Case ID: br_16/html/0484-01.html
Source: Caselaw Access Project
Author: {"author": "ORINDA D. EVANS, District Judge.", "license": "Public Domain", "url": "https://static.case.law/"}
Date Created: 2024-08-24T03:29:51.129683

In re INTERNATIONAL HORIZONS, INC., et al. INTERNATIONAL HORIZONS, INC., et al. v. The COMMITTEE OF UNSECURED CREDITORS.
    Civ. A. No. C81-2127A.
    United States District Court, N. D. Georgia, Atlanta Division.
    Dec. 29, 1981.
    
      Dale M. Schwartz, Troutman, Sanders, Lockerman & Ashmore, David G. Bisbee, Bisbee & Parker, Atlanta, Ga., for Intern. Horizons.
    Alfred S. Lurey, Dennis S. Meir, Condé Thompson Cox, Kilpatrick & Cody, Atlanta, Ga., for Committee of Unsecured Creditors.
    Jeffrey M. Smith, Richard L. Shackel-ford, Trotter, Bondurant, Miller & Hishon, Atlanta, Ga., Robert Bartels, Touche Ross & Co., New York City, for Touche Ross & Co.
   ORDER

ORINDA D. EVANS, District Judge.

This case is a consolidated bankruptcy proceeding involving six related Debtors. The Committee of Unsecured Creditors (“Committee”) is seeking access to certain financial documents and workpapers in the possession of Touche Ross & Co. Touche Ross and Debtors strongly object to any such discovery, asserting the protection of the accountant-client privilege. On September 24, 1981, after the full consideration of the arguments raised by Touche Ross, the Bankruptcy Court, 14 B.R. 199, ordered Touche Ross to produce the requested documents. Debtors and Touche Ross appealed that order to this Court.

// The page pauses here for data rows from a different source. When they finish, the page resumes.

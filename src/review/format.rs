//! Reviewer-facing message text and action controls.

use html_escape::encode_text;

use super::messenger::{Button, Controls};
use crate::article::{clip_chars, Candidate};

const CARD_EXCERPT_CHARS: usize = 200;
const CARD_TAGS: usize = 5;

/// Button payload verb. Encoded as `<verb>_<id>`.
#[derive(Debug, Clone, Copy, PartialEq, Eq)]
pub enum Action {
    Approve,
    Reject,
    Edit,
}

impl Action {
    fn verb(self) -> &'static str {
        match self {
            Action::Approve => "approve",
            Action::Reject => "reject",
            Action::Edit => "edit",
        }
    }

    pub fn token(self, id: &str) -> String {
        format!("{}_{id}", self.verb())
    }

    /// Split on the first `_`; ids may contain further underscores.
    pub fn parse(data: &str) -> Option<(Action, &str)> {
        let (verb, id) = data.split_once('_')?;
        let action = match verb {
            "approve" => Action::Approve,
            "reject" => Action::Reject,
            "edit" => Action::Edit,
            _ => return None,
        };
        (!id.is_empty()).then_some((action, id))
    }
}

pub fn controls(id: &str) -> Controls {
    vec![
        vec![
            Button::new("✅ Approve", Action::Approve.token(id)),
            Button::new("❌ Reject", Action::Reject.token(id)),
        ],
        vec![Button::new("✏️ Edit Title", Action::Edit.token(id))],
    ]
}

pub fn format_candidate(c: &Candidate) -> String {
    let location = c
        .geo
        .as_ref()
        .map(|g| g.name.as_str())
        .unwrap_or("Global");
    let tags = c
        .tags
        .iter()
        .take(CARD_TAGS)
        .map(|t| format!("#{}", t.replace('-', "_")))
        .collect::<Vec<_>>()
        .join(" ");

    format!(
        "📰 <b>NEW ARTICLE CANDIDATE</b>\n\n\
         Category: {emoji} <b>{category}</b>\n\
         Title: <b>{title}</b>\n\n\
         Excerpt: <i>{excerpt}</i>\n\n\
         Source: {source}\n\
         Location: 📍 {location}\n\
         Tags: {tags}\n",
        emoji = c.category.emoji(),
        category = c.category.as_str().to_uppercase(),
        title = encode_text(&c.title),
        excerpt = encode_text(&clip_chars(&c.excerpt, CARD_EXCERPT_CHARS)),
        source = encode_text(&c.source.name),
        location = encode_text(location),
        tags = encode_text(&tags),
    )
}

pub fn help_text() -> String {
    "🛰️ <b>Tech Pulse Pipeline Bot</b>\n\n\
     Commands:\n\
     /scrape - Manually trigger a scrape\n\
     /status - Show bot status\n\
     /test - Send a test article candidate\n\n\
     I will periodically scrape RSS feeds and send you article \
     candidates for approval. Approved articles are automatically \
     published to Tech Pulse."
        .to_string()
}

pub fn status_text(pending: usize, published: u64, interval_minutes: u64) -> String {
    let interval = if interval_minutes == 0 {
        "disabled".to_string()
    } else {
        format!("{interval_minutes} min")
    };
    format!(
        "📊 <b>Tech Pulse Status</b>\n\n\
         Pending candidates: {pending}\n\
         Published this session: {published}\n\
         Scrape interval: {interval}"
    )
}
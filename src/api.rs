use std::sync::Arc;

use axum::{extract::State, routing::get, Json, Router};
use tower_http::trace::TraceLayer;

use crate::metrics::Metrics;
use crate::review::{ReviewService, StatusSnapshot};

#[derive(Clone)]
pub struct AppState {
    pub review: Arc<ReviewService>,
}

/// `/health`, `/status`, and `/metrics` when a recorder is installed.
pub fn router(state: AppState, metrics: Option<&Metrics>) -> Router {
    let mut app = Router::new()
        .route("/health", get(|| async { "OK" }))
        .route("/status", get(status))
        .with_state(state);
    if let Some(m) = metrics {
        app = app.merge(m.router());
    }
    app.layer(TraceLayer::new_for_http())
}

async fn status(State(state): State<AppState>) -> Json<StatusSnapshot> {
    Json(state.review.status().await)
}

Before reaching the merits, the Court must decide whether it can hear this appeal at the present time. Touche Ross, a nonparty, objects to discovery of documents it claims are privileged. Requiring production before an appeal is heard would destroy the privilege, and effectively nullify Touche Ross’s interests in this case. Under these circumstances, the Fifth Circuit has held that an order requiring a nonparty to produce allegedly privileged documents is a final order and therefore is immediately appealable. Overby v. United States Fidelity and Guaranty Co., 224 F.2d 158 (5th Cir. 1955). The Court concludes that it can and must hear this appeal in order to protect the interests of Touche Ross, and to avoid rendering the claimed privilege illusory.

Rule 501 of the Federal Rules of Evidence is at the heart of this dispute. Before considering Touche Ross’s Rule 501 arguments, however, the Court will treat those arguments raised by Touche Ross which are independent of Rule 501. These arguments are based on Fed.R.Civ.P. 26 and on 26 U.S.C. § 6103.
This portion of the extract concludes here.